EXERCISE PROMPT: Would you restate the data exactly as given?

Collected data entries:

Content starts

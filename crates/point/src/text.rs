// This software is licensed under a dual license model:
//
// GNU Affero General Public License v3 (AGPLv3): You may use, modify, and
// distribute this software under the terms of the AGPLv3.
//
// Elastic License v2 (ELv2): You may also use, modify, and distribute this
// software under the Elastic License v2, which has specific restrictions.
//
// We welcome any commercial collaboration or support. For inquiries
// regarding the licenses, please contact us at:
// vectorchord-inquiry@tensorchord.ai
//
// Copyright (c) 2025 TensorChord Inc.

use crate::{DataLoadError, DataPoint, PointSyntaxError, PointVector};
use std::io::Write;
use std::path::Path;

pub(crate) fn parse_point(s: &str) -> Result<DataPoint, PointSyntaxError> {
    if !s.contains(',') {
        return Err(PointSyntaxError::MissingDelimiter(','));
    }
    let features = s
        .split(',')
        .map(|x| {
            let x = x.trim();
            x.parse::<i32>()
                .map_err(|_| PointSyntaxError::InvalidInteger(x.to_string()))
        })
        .collect::<Result<Vec<_>, _>>()?;
    Ok(DataPoint::new(features))
}

fn check_dims(dims: &mut Option<usize>, point: &DataPoint) -> Result<(), PointSyntaxError> {
    match *dims {
        None => {
            *dims = Some(point.dims());
            Ok(())
        }
        Some(expected) if expected == point.dims() => Ok(()),
        Some(expected) => Err(PointSyntaxError::DimensionMismatch {
            expected,
            actual: point.dims(),
        }),
    }
}

/// Parses every non-blank line of `path`. Line numbers in errors are 1-based.
fn parse_lines<T>(
    path: &Path,
    mut parse: impl FnMut(&str) -> Result<T, PointSyntaxError>,
) -> Result<Vec<T>, DataLoadError> {
    let content = std::fs::read_to_string(path).map_err(|source| DataLoadError::Io {
        path: path.to_path_buf(),
        source,
    })?;
    let mut result = Vec::new();
    for (i, line) in content.lines().enumerate() {
        if line.trim().is_empty() {
            continue;
        }
        let item = parse(line).map_err(|source| DataLoadError::Malformed {
            path: path.to_path_buf(),
            line: i + 1,
            source,
        })?;
        result.push(item);
    }
    if result.is_empty() {
        return Err(DataLoadError::Empty {
            path: path.to_path_buf(),
        });
    }
    Ok(result)
}

/// Reads a file of comma separated points, one per line.
pub fn read_points(path: impl AsRef<Path>) -> Result<PointVector, DataLoadError> {
    let mut dims = None;
    let points = parse_lines(path.as_ref(), |line| {
        let point = parse_point(line)?;
        check_dims(&mut dims, &point)?;
        Ok(point)
    })?;
    Ok(PointVector::from_points(points[0].dims(), points))
}

/// Reads a partition file of `canopyCenter\tdataPoint` lines.
///
/// Returns the canopy centers and the data points; the n-th canopy center
/// belongs to the n-th data point.
pub fn read_pairs(path: impl AsRef<Path>) -> Result<(PointVector, PointVector), DataLoadError> {
    let mut dims = None;
    let pairs = parse_lines(path.as_ref(), |line| {
        let (canopy, point) = line
            .split_once('\t')
            .ok_or(PointSyntaxError::MissingDelimiter('\t'))?;
        let canopy = parse_point(canopy)?;
        check_dims(&mut dims, &canopy)?;
        let point = parse_point(point)?;
        check_dims(&mut dims, &point)?;
        Ok((canopy, point))
    })?;
    let dims = pairs[0].0.dims();
    let mut canopies = PointVector::with_capacity(dims, pairs.len());
    let mut points = PointVector::with_capacity(dims, pairs.len());
    for (canopy, point) in pairs {
        canopies.push(canopy);
        points.push(point);
    }
    Ok((canopies, points))
}

/// Writes points in the text form accepted by [`read_points`].
pub fn write_points(mut writer: impl Write, points: &PointVector) -> std::io::Result<()> {
    for point in points {
        writeln!(writer, "{point}")?;
    }
    writer.flush()
}

#[cfg(test)]
mod tests {
    use super::*;

    fn file(content: &str) -> tempfile::NamedTempFile {
        let mut file = tempfile::NamedTempFile::new().unwrap();
        file.write_all(content.as_bytes()).unwrap();
        file
    }

    #[test]
    fn parse_point_errors() {
        assert_eq!(
            parse_point("1950"),
            Err(PointSyntaxError::MissingDelimiter(','))
        );
        assert_eq!(
            parse_point("1950,hot"),
            Err(PointSyntaxError::InvalidInteger("hot".to_string()))
        );
        assert_eq!(
            parse_point("1950,99999999999"),
            Err(PointSyntaxError::InvalidInteger("99999999999".to_string()))
        );
        assert_eq!(parse_point(" 1950 , -4 "), Ok(DataPoint::new(vec![1950, -4])));
        assert_eq!(parse_point("1,2,3").map(|x| x.dims()), Ok(3));
    }

    #[test]
    fn points_file() {
        let f = file("0,0\n\n10,10\r\n20,20\n");
        let points = read_points(f.path()).unwrap();
        assert_eq!(points.len(), 3);
        assert_eq!(points[2], DataPoint::new(vec![20, 20]));
        assert!(points.iter().all(DataPoint::is_observation));

        let mut buffer = Vec::new();
        write_points(&mut buffer, &points).unwrap();
        assert_eq!(
            String::from_utf8(buffer).unwrap(),
            "0,0\n10,10\n20,20\n"
        );
    }

    #[test]
    fn points_file_errors() {
        let f = file("0,0\n1,2,3\n");
        match read_points(f.path()) {
            Err(DataLoadError::Malformed { line, source, .. }) => {
                assert_eq!(line, 2);
                assert_eq!(
                    source,
                    PointSyntaxError::DimensionMismatch {
                        expected: 2,
                        actual: 3
                    }
                );
            }
            other => panic!("unexpected {other:?}"),
        }
        let f = file("\n\n");
        assert!(matches!(
            read_points(f.path()),
            Err(DataLoadError::Empty { .. })
        ));
        let dir = tempfile::tempdir().unwrap();
        assert!(matches!(
            read_points(dir.path().join("missing.txt")),
            Err(DataLoadError::Io { .. })
        ));
    }

    #[test]
    fn pairs_file() {
        let f = file("0,0\t1950,2\n10,10\t1951,12\n");
        let (canopies, points) = read_pairs(f.path()).unwrap();
        assert_eq!(canopies.len(), 2);
        assert_eq!(points.len(), 2);
        assert_eq!(canopies[1], DataPoint::new(vec![10, 10]));
        assert_eq!(points[1], DataPoint::new(vec![1951, 12]));
    }

    #[test]
    fn pairs_file_without_tab() {
        let f = file("0,0\t1950,2\n0,0 1951,3\n");
        match read_pairs(f.path()) {
            Err(DataLoadError::Malformed { line, source, .. }) => {
                assert_eq!(line, 2);
                assert_eq!(source, PointSyntaxError::MissingDelimiter('\t'));
            }
            other => panic!("unexpected {other:?}"),
        }
    }
}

Content ends

EXERCISE RESULT:
filename crates/point/src/text.rs
// This software is licensed under a dual license model:
//
// GNU Affero General Public License v3 (AGPLv3): You may use, modify, and
// distribute this software under the terms of the AGPLv3.
//
// Elastic License v2 (ELv2): You may also use, modify, and distribute this
// software under the Elastic License v2, which has specific restrictions.
//
// We welcome any commercial collaboration or support. For inquiries
// regarding the licenses, please contact us at:
// vectorchord-inquiry@tensorchord.ai
//
// Copyright (c) 2025 TensorChord Inc.

use crate::{DataLoadError, DataPoint, PointSyntaxError, PointVector};
use std::io::Write;
use std::path::Path;

pub(crate) fn parse_point(s: &str) -> Result<DataPoint, PointSyntaxError> {
    if !s.contains(',') {
        return Err(PointSyntaxError::MissingDelimiter(','));
    }
    let features = s
        .split(',')
        .map(|x| {
            let x = x.trim();
            x.parse::<i32>()
                .map_err(|_| PointSyntaxError::InvalidInteger(x.to_string()))
        })
        .collect::<Result<Vec<_>, _>>()?;
    Ok(DataPoint::new(features))
}

fn check_dims(dims: &mut Option<usize>, point: &DataPoint) -> Result<(), PointSyntaxError> {
    match *dims {
        None => {
            *dims = Some(point.dims());
            Ok(())
        }
        Some(expected) if expected == point.dims() => Ok(()),
        Some(expected) => Err(PointSyntaxError::DimensionMismatch {
            expected,
            actual: point.dims(),
        }),
    }
}

/// Parses every non-blank line of `path`. Line numbers in errors are 1-based.
fn parse_lines<T>(
    path: &Path,
    mut parse: impl FnMut(&str) -> Result<T, PointSyntaxError>,
) -> Result<Vec<T>, DataLoadError> {
    let content = std::fs::read_to_string(path).map_err(|source| DataLoadError::Io {
        path: path.to_path_buf(),
        source,
    })?;
    let mut result = Vec::new();
    for (i, line) in content.lines().enumerate() {
        if line.trim().is_empty() {
            continue;
        }
        let item = parse(line).map_err(|source| DataLoadError::Malformed {
            path: path.to_path_buf(),
            line: i + 1,
            source,
        })?;
        result.push(item);
    }
    if result.is_empty() {
        return Err(DataLoadError::Empty {
            path: path.to_path_buf(),
        });
    }
    Ok(result)
}

/// Reads a file of comma separated points, one per line.
pub fn read_points(path: impl AsRef<Path>) -> Result<PointVector, DataLoadError> {
    let mut dims = None;
    let points = parse_lines(path.as_ref(), |line| {
        let point = parse_point(line)?;
        check_dims(&mut dims, &point)?;
        Ok(point)
    })?;
    Ok(PointVector::from_points(points[0].dims(), points))
}

/// Reads a partition file of `canopyCenter\tdataPoint` lines.
///
/// Returns the canopy centers and the data points; the n-th canopy center
/// belongs to the n-th data point.
pub fn read_pairs(path: impl AsRef<Path>) -> Result<(PointVector, PointVector), DataLoadError> {
    let mut dims = None;
    let pairs = parse_lines(path.as_ref(), |line| {
        let (canopy, point) = line
            .split_once('\t')
            .ok_or(PointSyntaxError::MissingDelimiter('\t'))?;
        let canopy = parse_point(canopy)?;
        check_dims(&mut dims, &canopy)?;
        let point = parse_point(point)?;
        check_dims(&mut dims, &point)?;
        Ok((canopy, point))
    })?;
    let dims = pairs[0].0.dims();
    let mut canopies = PointVector::with_capacity(dims, pairs.len());
    let mut points = PointVector::with_capacity(dims, pairs.len());
    for (canopy, point) in pairs {
        canopies.push(canopy);
        points.push(point);
    }
    Ok((canopies, points))
}

/// Writes points in the text form accepted by [`read_points`].
pub fn write_points(mut writer: impl Write, points: &PointVector) -> std::io::Result<()> {
    for point in points {
        writeln!(writer, "{point}")?;
    }
    writer.flush()
}

#[cfg(test)]
mod tests {
    use super::*;

    fn file(content: &str) -> tempfile::NamedTempFile {
        let mut file = tempfile::NamedTempFile::new().unwrap();
        file.write_all(content.as_bytes()).unwrap();
        file
    }

    #[test]
    fn parse_point_errors() {
        assert_eq!(
            parse_point("1950"),
            Err(PointSyntaxError::MissingDelimiter(','))
        );
        assert_eq!(
            parse_point("1950,hot"),
            Err(PointSyntaxError::InvalidInteger("hot".to_string()))
        );
        assert_eq!(
            parse_point("1950,99999999999"),
            Err(PointSyntaxError::InvalidInteger("99999999999".to_string()))
        );
        assert_eq!(parse_point(" 1950 , -4 "), Ok(DataPoint::new(vec![1950, -4])));
        assert_eq!(parse_point("1,2,3").map(|x| x.dims()), Ok(3));
    }

    #[test]
    fn points_file() {
        let f = file("0,0\n\n10,10\r\n20,20\n");
        let points = read_points(f.path()).unwrap();
        assert_eq!(points.len(), 3);
        assert_eq!(points[2], DataPoint::new(vec![20, 20]));
        assert!(points.iter().all(DataPoint::is_observation));

        let mut buffer = Vec::new();
        write_points(&mut buffer, &points).unwrap();
        assert_eq!(
            String::from_utf8(buffer).unwrap(),
            "0,0\n10,10\n20,20\n"
        );
    }

    #[test]
    fn points_file_errors() {
        let f = file("0,0\n1,2,3\n");
        match read_points(f.path()) {
            Err(DataLoadError::Malformed { line, source, .. }) => {
                assert_eq!(line, 2);
                assert_eq!(
                    source,
                    PointSyntaxError::DimensionMismatch {
                        expected: 2,
                        actual: 3
                    }
                );
            }
            other => panic!("unexpected {other:?}"),
        }
        let f = file("\n\n");
        assert!(matches!(
            read_points(f.path()),
            Err(DataLoadError::Empty { .. })
        ));
        let dir = tempfile::tempdir().unwrap();
        assert!(matches!(
            read_points(dir.path().join("missing.txt")),
            Err(DataLoadError::Io { .. })
        ));
    }

    #[test]
    fn pairs_file() {
        let f = file("0,0\t1950,2\n10,10\t1951,12\n");
        let (canopies, points) = read_pairs(f.path()).unwrap();
        assert_eq!(canopies.len(), 2);
        assert_eq!(points.len(), 2);
        assert_eq!(canopies[1], DataPoint::new(vec![10, 10]));
        assert_eq!(points[1], DataPoint::new(vec![1951, 12]));
    }

    #[test]
    fn pairs_file_without_tab() {
        let f = file("0,0\t1950,2\n0,0 1951,3\n");
        match read_pairs(f.path()) {
            Err(DataLoadError::Malformed { line, source, .. }) => {
                assert_eq!(line, 2);
                assert_eq!(source, PointSyntaxError::MissingDelimiter('\t'));
            }
            other => panic!("unexpected {other:?}"),
        }
    }
}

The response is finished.